[[ DATA RECORDS, beginning ]]
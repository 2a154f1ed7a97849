// crates/backend-lib/src/middleware/mod.rs

//! Middleware for the olympiad backend.

pub mod role_gate;

pub use role_gate::{authorize, bearer_token, require_admin, require_admin_or_student};
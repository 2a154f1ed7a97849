// ============================
// olympiad-backend-lib/src/auth/service.rs
// ============================
//! Auth service orchestration: login, password-reset lifecycle and
//! token/password checks, composed from the stores, the JWT helper and
//! the mail seam.

use async_trait::async_trait;
use chrono::Duration;
use olympiad_common::PublicUser;
use std::collections::BTreeMap;
use std::sync::Arc;

use crate::auth::jwt::{JwtHelper, RolePermissions};
use crate::auth::password::{hash_password, validate_password_strength, verify_password};
use crate::auth::reset::ResetTokenStore;
use crate::config::Settings;
use crate::email::EmailSender;
use crate::error::AppError;
use crate::store::{permission_granted, RoleStore, UserStore};

/// Successful login payload before it is shaped for the wire.
#[derive(Debug, Clone)]
pub struct LoginOutcome {
    pub token: String,
    pub user: PublicUser,
}

/// Outcome of a password check against a presented token.
///
/// Exactly three cases, each with a fixed client-facing message.
#[derive(Debug, Clone, Copy, PartialEq, Eq)]
pub enum PasswordCheck {
    MissingUserClaim,
    Invalid,
    Valid,
}

impl PasswordCheck {
    pub fn is_valid(&self) -> bool {
        matches!(self, PasswordCheck::Valid)
    }

    pub fn message(&self) -> &'static str {
        match self {
            PasswordCheck::MissingUserClaim => "User ID claim not found in token.",
            PasswordCheck::Invalid => "Invalid password.",
            PasswordCheck::Valid => "Password validated successfully.",
        }
    }
}

#[async_trait]
pub trait AuthService: Send + Sync {
    /// Verify credentials and issue a token.
    ///
    /// Returns `None` for unknown user and wrong password alike; the two
    /// cases are deliberately indistinguishable to the caller.
    async fn login(
        &self,
        username_or_email: &str,
        password: &str,
    ) -> Result<Option<LoginOutcome>, AppError>;

    /// Start a password reset: store a fresh single-use token (superseding
    /// any prior one) and email the reset link. False if no such user.
    async fn request_password_change(&self, username_or_email: &str) -> Result<bool, AppError>;

    /// Finish a password reset. False on an invalid or expired token.
    async fn reset_password(&self, token: &str, new_password: &str) -> Result<bool, AppError>;

    /// Full token verification (signature, issuer, audience, expiry).
    fn validate_token(&self, token: &str) -> Result<bool, AppError>;

    /// Check `password` against the account named by the token's user-id
    /// claim. Claim extraction only; the token's signature and expiry are
    /// not re-checked on this path.
    async fn validate_password(
        &self,
        token: &str,
        password: &str,
    ) -> Result<PasswordCheck, AppError>;
}

/// Production [`AuthService`] implementation.
pub struct DefaultAuth {
    pub(crate) users: Arc<dyn UserStore>,
    pub(crate) roles: Arc<dyn RoleStore>,
    pub(crate) reset_tokens: ResetTokenStore,
    pub(crate) jwt: Arc<JwtHelper>,
    pub(crate) mailer: Arc<dyn EmailSender>,
    pub(crate) settings: Arc<Settings>,
}

impl DefaultAuth {
    pub fn new(
        users: Arc<dyn UserStore>,
        roles: Arc<dyn RoleStore>,
        jwt: Arc<JwtHelper>,
        mailer: Arc<dyn EmailSender>,
        settings: Arc<Settings>,
    ) -> Self {
        Self {
            users,
            roles,
            reset_tokens: ResetTokenStore::new(),
            jwt,
            mailer,
            settings,
        }
    }

    /// Collect every assigned role's permission map into the claims shape,
    /// coercing raw stored values to plain booleans.
    async fn aggregate_roles(&self, user_id: i64) -> Result<RolePermissions, AppError> {
        let assigned = self.roles.roles_for_user(user_id).await?;
        let mut aggregated = BTreeMap::new();
        for (role_name, permissions) in assigned {
            let coerced: BTreeMap<String, bool> = permissions
                .iter()
                .map(|(name, value)| (name.clone(), permission_granted(value)))
                .collect();
            aggregated.insert(role_name, coerced);
        }
        Ok(aggregated)
    }

    fn reset_ttl(&self) -> Duration {
        Duration::seconds(self.settings.reset_token_ttl_secs as i64)
    }
}

#[async_trait]
impl AuthService for DefaultAuth {
    async fn login(
        &self,
        username_or_email: &str,
        password: &str,
    ) -> Result<Option<LoginOutcome>, AppError> {
        let Some(user) = self.users.find_by_username_or_email(username_or_email).await? else {
            return Ok(None);
        };

        if !verify_password(&user.password_hash, password) {
            return Ok(None);
        }

        let roles = self.aggregate_roles(user.user_id).await?;
        let token = self.jwt.issue_token(&user, &roles)?;

        Ok(Some(LoginOutcome {
            token,
            user: (&user).into(),
        }))
    }

    async fn request_password_change(&self, username_or_email: &str) -> Result<bool, AppError> {
        let Some(user) = self.users.find_by_username_or_email(username_or_email).await? else {
            return Ok(false);
        };

        let token = self.reset_tokens.replace(user.user_id, self.reset_ttl());

        let reset_link = format!(
            "{}/reset-password?token={}",
            self.settings.frontend_url.trim_end_matches('/'),
            token
        );
        let body = format!("To reset your password, click the link below:\n{reset_link}");

        // Fire-and-forget: a failed delivery is logged but does not undo
        // the stored token.
        if let Err(err) = self
            .mailer
            .send(&user.email, "Password Reset Request", &body)
            .await
        {
            tracing::warn!(user_id = user.user_id, error = %err, "reset email failed to send");
        }

        Ok(true)
    }

    async fn reset_password(&self, token: &str, new_password: &str) -> Result<bool, AppError> {
        if !self.reset_tokens.validate(token) {
            // consume() clears an expired entry as a side effect
            self.reset_tokens.consume(token);
            return Ok(false);
        }

        if !validate_password_strength(new_password, &self.settings.password_requirements) {
            return Err(AppError::InvalidInput(
                "Password does not meet complexity requirements.".to_string(),
            ));
        }

        let Some(user_id) = self.reset_tokens.owner(token) else {
            return Ok(false);
        };
        if self.users.find_by_id(user_id).await?.is_none() {
            return Ok(false);
        }

        let hash = hash_password(new_password)?;
        let Some(user_id) = self.reset_tokens.consume(token) else {
            return Ok(false);
        };
        self.users.set_password_hash(user_id, hash).await?;

        Ok(true)
    }

    fn validate_token(&self, token: &str) -> Result<bool, AppError> {
        self.jwt.validate_token(token)
    }

    async fn validate_password(
        &self,
        token: &str,
        password: &str,
    ) -> Result<PasswordCheck, AppError> {
        let user_id = self
            .jwt
            .claims(token)
            .and_then(|claims| claims.uid.parse::<i64>().ok());

        let Some(user_id) = user_id else {
            return Ok(PasswordCheck::MissingUserClaim);
        };

        let matched = match self.users.find_by_id(user_id).await? {
            Some(user) => verify_password(&user.password_hash, password),
            None => false,
        };

        Ok(if matched {
            PasswordCheck::Valid
        } else {
            PasswordCheck::Invalid
        })
    }
}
[[ DATA RECORDS, end ]]
§ **TASK DETAILS**
Would you be able to transcribe every line of the data exactly?

§ **ANSWER SPACE**
repository 2a154f1ed7a97849
// crates/backend-lib/src/middleware/mod.rs

//! Middleware for the olympiad backend.

pub mod role_gate;

pub use role_gate::{authorize, bearer_token, require_admin, require_admin_or_student};
repository 2a154f1ed7a97849
// ============================
// olympiad-backend-lib/src/auth/service.rs
// ============================
//! Auth service orchestration: login, password-reset lifecycle and
//! token/password checks, composed from the stores, the JWT helper and
//! the mail seam.

use async_trait::async_trait;
use chrono::Duration;
use olympiad_common::PublicUser;
use std::collections::BTreeMap;
use std::sync::Arc;

use crate::auth::jwt::{JwtHelper, RolePermissions};
use crate::auth::password::{hash_password, validate_password_strength, verify_password};
use crate::auth::reset::ResetTokenStore;
use crate::config::Settings;
use crate::email::EmailSender;
use crate::error::AppError;
use crate::store::{permission_granted, RoleStore, UserStore};

/// Successful login payload before it is shaped for the wire.
#[derive(Debug, Clone)]
pub struct LoginOutcome {
    pub token: String,
    pub user: PublicUser,
}

/// Outcome of a password check against a presented token.
///
/// Exactly three cases, each with a fixed client-facing message.
#[derive(Debug, Clone, Copy, PartialEq, Eq)]
pub enum PasswordCheck {
    MissingUserClaim,
    Invalid,
    Valid,
}

impl PasswordCheck {
    pub fn is_valid(&self) -> bool {
        matches!(self, PasswordCheck::Valid)
    }

    pub fn message(&self) -> &'static str {
        match self {
            PasswordCheck::MissingUserClaim => "User ID claim not found in token.",
            PasswordCheck::Invalid => "Invalid password.",
            PasswordCheck::Valid => "Password validated successfully.",
        }
    }
}

#[async_trait]
pub trait AuthService: Send + Sync {
    /// Verify credentials and issue a token.
    ///
    /// Returns `None` for unknown user and wrong password alike; the two
    /// cases are deliberately indistinguishable to the caller.
    async fn login(
        &self,
        username_or_email: &str,
        password: &str,
    ) -> Result<Option<LoginOutcome>, AppError>;

    /// Start a password reset: store a fresh single-use token (superseding
    /// any prior one) and email the reset link. False if no such user.
    async fn request_password_change(&self, username_or_email: &str) -> Result<bool, AppError>;

    /// Finish a password reset. False on an invalid or expired token.
    async fn reset_password(&self, token: &str, new_password: &str) -> Result<bool, AppError>;

    /// Full token verification (signature, issuer, audience, expiry).
    fn validate_token(&self, token: &str) -> Result<bool, AppError>;

    /// Check `password` against the account named by the token's user-id
    /// claim. Claim extraction only; the token's signature and expiry are
    /// not re-checked on this path.
    async fn validate_password(
        &self,
        token: &str,
        password: &str,
    ) -> Result<PasswordCheck, AppError>;
}

/// Production [`AuthService`] implementation.
pub struct DefaultAuth {
    pub(crate) users: Arc<dyn UserStore>,
    pub(crate) roles: Arc<dyn RoleStore>,
    pub(crate) reset_tokens: ResetTokenStore,
    pub(crate) jwt: Arc<JwtHelper>,
    pub(crate) mailer: Arc<dyn EmailSender>,
    pub(crate) settings: Arc<Settings>,
}

impl DefaultAuth {
    pub fn new(
        users: Arc<dyn UserStore>,
        roles: Arc<dyn RoleStore>,
        jwt: Arc<JwtHelper>,
        mailer: Arc<dyn EmailSender>,
        settings: Arc<Settings>,
    ) -> Self {
        Self {
            users,
            roles,
            reset_tokens: ResetTokenStore::new(),
            jwt,
            mailer,
            settings,
        }
    }

    /// Collect every assigned role's permission map into the claims shape,
    /// coercing raw stored values to plain booleans.
    async fn aggregate_roles(&self, user_id: i64) -> Result<RolePermissions, AppError> {
        let assigned = self.roles.roles_for_user(user_id).await?;
        let mut aggregated = BTreeMap::new();
        for (role_name, permissions) in assigned {
            let coerced: BTreeMap<String, bool> = permissions
                .iter()
                .map(|(name, value)| (name.clone(), permission_granted(value)))
                .collect();
            aggregated.insert(role_name, coerced);
        }
        Ok(aggregated)
    }

    fn reset_ttl(&self) -> Duration {
        Duration::seconds(self.settings.reset_token_ttl_secs as i64)
    }
}

#[async_trait]
impl AuthService for DefaultAuth {
    async fn login(
        &self,
        username_or_email: &str,
        password: &str,
    ) -> Result<Option<LoginOutcome>, AppError> {
        let Some(user) = self.users.find_by_username_or_email(username_or_email).await? else {
            return Ok(None);
        };

        if !verify_password(&user.password_hash, password) {
            return Ok(None);
        }

        let roles = self.aggregate_roles(user.user_id).await?;
        let token = self.jwt.issue_token(&user, &roles)?;

        Ok(Some(LoginOutcome {
            token,
            user: (&user).into(),
        }))
    }

    async fn request_password_change(&self, username_or_email: &str) -> Result<bool, AppError> {
        let Some(user) = self.users.find_by_username_or_email(username_or_email).await? else {
            return Ok(false);
        };

        let token = self.reset_tokens.replace(user.user_id, self.reset_ttl());

        let reset_link = format!(
            "{}/reset-password?token={}",
            self.settings.frontend_url.trim_end_matches('/'),
            token
        );
        let body = format!("To reset your password, click the link below:\n{reset_link}");

        // Fire-and-forget: a failed delivery is logged but does not undo
        // the stored token.
        if let Err(err) = self
            .mailer
            .send(&user.email, "Password Reset Request", &body)
            .await
        {
            tracing::warn!(user_id = user.user_id, error = %err, "reset email failed to send");
        }

        Ok(true)
    }

    async fn reset_password(&self, token: &str, new_password: &str) -> Result<bool, AppError> {
        if !self.reset_tokens.validate(token) {
            // consume() clears an expired entry as a side effect
            self.reset_tokens.consume(token);
            return Ok(false);
        }

        if !validate_password_strength(new_password, &self.settings.password_requirements) {
            return Err(AppError::InvalidInput(
                "Password does not meet complexity requirements.".to_string(),
            ));
        }

        let Some(user_id) = self.reset_tokens.owner(token) else {
            return Ok(false);
        };
        if self.users.find_by_id(user_id).await?.is_none() {
            return Ok(false);
        }

        let hash = hash_password(new_password)?;
        let Some(user_id) = self.reset_tokens.consume(token) else {
            return Ok(false);
        };
        self.users.set_password_hash(user_id, hash).await?;

        Ok(true)
    }

    fn validate_token(&self, token: &str) -> Result<bool, AppError> {
        self.jwt.validate_token(token)
    }

    async fn validate_password(
        &self,
        token: &str,
        password: &str,
    ) -> Result<PasswordCheck, AppError> {
        let user_id = self
            .jwt
            .claims(token)
            .and_then(|claims| claims.uid.parse::<i64>().ok());

        let Some(user_id) = user_id else {
            return Ok(PasswordCheck::MissingUserClaim);
        };

        let matched = match self.users.find_by_id(user_id).await? {
            Some(user) => verify_password(&user.password_hash, password),
            None => false,
        };

        Ok(if matched {
            PasswordCheck::Valid
        } else {
            PasswordCheck::Invalid
        })
    }
}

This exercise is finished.